La inauguración avanzaba tal y como había previsto, con cierto orden y en un ambiente de confianza. Aprovechó la marcha de algunos invitados de la familia para hablar a solas con su amigo de la infancia a quien no había visto hacía semanas.

—¡Oye, Alberto! ¿Y dónde te has dejado a tu amigo Orlando?

—¡Ya no está p’aquí!

—¿Y eso…?

—Marchó pa Barcelona hace unos días. Me dijo que tenía un montón d’asuntos que resolver.

—¡Ya me imagino!

—Me tiés que contar por qué l’as cogío de repente tanta manía a Orlando. Yo que pensaba que te caía bien…
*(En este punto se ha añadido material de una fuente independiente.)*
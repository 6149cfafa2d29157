use thiserror::Error;
use weft_graph::GraphError;
use weft_types::{ErrorKind, UserPub};

/// Errors from profile operations.
#[derive(Debug, Error)]
pub enum ProfileError {
    #[error("no authenticated identity")]
    NotAuthenticated,

    #[error("profiles can only be updated by their owner, not {caller}")]
    PermissionDenied { caller: UserPub },

    #[error("display name is empty")]
    EmptyDisplayName,

    #[error(transparent)]
    Graph(#[from] GraphError),

    #[error("serialization error: {0}")]
    Serialization(String),
}

impl ProfileError {
    pub fn kind(&self) -> ErrorKind {
        match self {
            Self::NotAuthenticated => ErrorKind::NotAuthenticated,
            Self::PermissionDenied { .. } => ErrorKind::PermissionDenied,
            Self::EmptyDisplayName => ErrorKind::Validation,
            Self::Graph(e) => e.kind(),
            Self::Serialization(_) => ErrorKind::Store,
        }
    }
}

pub type ProfileResult<T> = std::result::Result<T, ProfileError>;
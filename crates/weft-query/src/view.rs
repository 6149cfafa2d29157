use serde::Serialize;
use weft_types::{InteractionCounts, Post, Profile};

/// A post as a feed delivers it: the payload plus whatever enrichment
/// resolved in time.
#[derive(Clone, Debug, PartialEq, Serialize)]
#[serde(rename_all = "camelCase")]
pub struct PostView {
    pub post: Post,
    /// `None` until the author's profile resolves.
    pub author: Option<Profile>,
    pub counts: InteractionCounts,
}

impl PostView {
    /// Author display name, falling back to the short key.
    pub fn author_name(&self) -> String {
        match &self.author {
            Some(profile) => profile.display_name.clone(),
            None => self.post.author_pub.short_id(),
        }
    }
}
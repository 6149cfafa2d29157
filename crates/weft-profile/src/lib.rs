//! Profile lookups for Weft.
//!
//! [`ProfileCache`] maps a user's public key to the last profile seen for
//! it. It is an injectable service: each owner decides its lifetime, and
//! nothing expires on its own. Concurrent lookups for one key share a
//! single fetch. A cached value is returned immediately while a refresh
//! runs in the background; subscribers to [`ProfileCache::watch`] hear
//! about profiles that changed.

pub mod cache;
pub mod error;

pub use cache::{ProfileCache, ProfileConfig};
pub use error::{ProfileError, ProfileResult};
//! Post lifecycle for Weft.
//!
//! [`PostStore`] publishes content-addressed posts, reads them back by id,
//! and de-indexes them on delete. A publish writes the immutable payload,
//! a pointer in the content table `postsByHash`, and a pointer in the
//! post's UTC day shard of the timeline, then links authorship, tag, and
//! reply edges through the [`ReferenceIndex`](weft_refs::ReferenceIndex).
//!
//! Nothing here waits for replication. A delete removes the post from
//! every discovery index but leaves the payload reachable by id, because
//! replicated data cannot be recalled.

pub mod draft;
pub mod error;
pub mod store;

pub use draft::{PostDraft, Published};
pub use error::{PostError, PostResult};
pub use store::{PostStore, PostStoreConfig};
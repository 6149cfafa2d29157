//! Likes and reposts for Weft.
//!
//! A post's payload is immutable because its id is its hash, so per-user
//! interactions live in side records next to it:
//! `posts/{id}/likes/{userPub}` and `posts/{id}/reposts/{userPub}`.
//! Undoing an interaction overwrites the record with a tombstone.
//!
//! The repost record is the one source of truth for "has this user
//! reposted this post". A repost also mirrors the post into the reposting
//! user's own post index, marked `reposted`, for feed presentation.

pub mod error;
pub mod store;

pub use error::{InteractError, InteractResult};
pub use store::InteractionStore;
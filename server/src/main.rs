use anyhow::Result;
use std::env;
use std::net::SocketAddr;
use tracing::info;
use tracing_subscriber::EnvFilter;

#[tokio::main]
async fn main() -> Result<()> {
    // Initialize tracing
    tracing_subscriber::fmt()
        .with_env_filter(EnvFilter::from_default_env())
        .init();

    let port = env::var("PORT").unwrap_or_else(|_| "8080".to_string());
    let addr: SocketAddr = format!("0.0.0.0:{}", port).parse()?;

    info!("Starting sandbox execution service on {}", addr);

    server::serve(addr).await
}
—Bueno, para que me entiendas…, te lo voy a decir claramente. No me gusta a lo que se dedica y, menos todavía, que os haya metido por medio a ti y al chico.

—¡Ah…! ¡Ya’ecía yo! Así que es por eso…

—¡Pues claro! ¿Qué te pensabas?

—Pues no te preocupes.

—¿Por…?

—Porque cuando se marchaba me comentó eso…, que tenía que resolver un porrón d’asuntos en Barcelona y que tardaría unos cuantos meses en regresar.

—Pues como decía aquel, ¡que le vaya bonito!

 

 

 

 

 

 

 

 

 

 

 

 

 

 

 

 

 

 

 

 

MARGA

 

Conoció a Marga solo unas semanas más tarde, en la modesta celebración de su treinta y tres cumpleaños. Aquella noche había quedado con Alberto en la bocatería Catamarán de Jaca para dar la bienvenida a esa nueva muesca en su calendario. En la misma Avenida de Francia halló un hueco para aparcar la furgoneta mixta que aún conservaba. Caminó relajadamente hasta la calle del Obispo disfrutando en su rostro la fresca temperatura de primeros de noviembre. Pensó que para ser jueves se veía escaso personal en las aceras. Cuando entró al local, comprobó que su amigo no había llegado. Se acomodó en un taburete junto a la barra y pidió una cerveza. Solo llevaba cinco minutos sentado, cuando escuchó junto a él la voz de una mujer joven que le saludaba por su nombre. Por educación, se puso en pie.

—Ulises…, eres Ulises, ¿verdad?

—¿Eh…? ¡Sí, sí! ¡Hola!

—No creo que te acuerdes de mí. Me llamo Margarita. Nos conocemos de cuando tenías la empresa de mantenimientos…

—¡Ah!

—Sí… Mi familia tenía un piso en la urbanización de Pradolargo, y viniste más de una vez, a arreglar los atascos que se montaban en el desagüe del fregadero.

—¡Ah, sí, claro!

—Y como esto es tan pequeño…, enseguida te he reconocido. Ya no la tienes, ¿no? Digo la empresa, porque hace mucho de eso y no te había vuelto a ver.

—¡No! No fue bien y la tuve que cerrar…, y me mudé a Escún.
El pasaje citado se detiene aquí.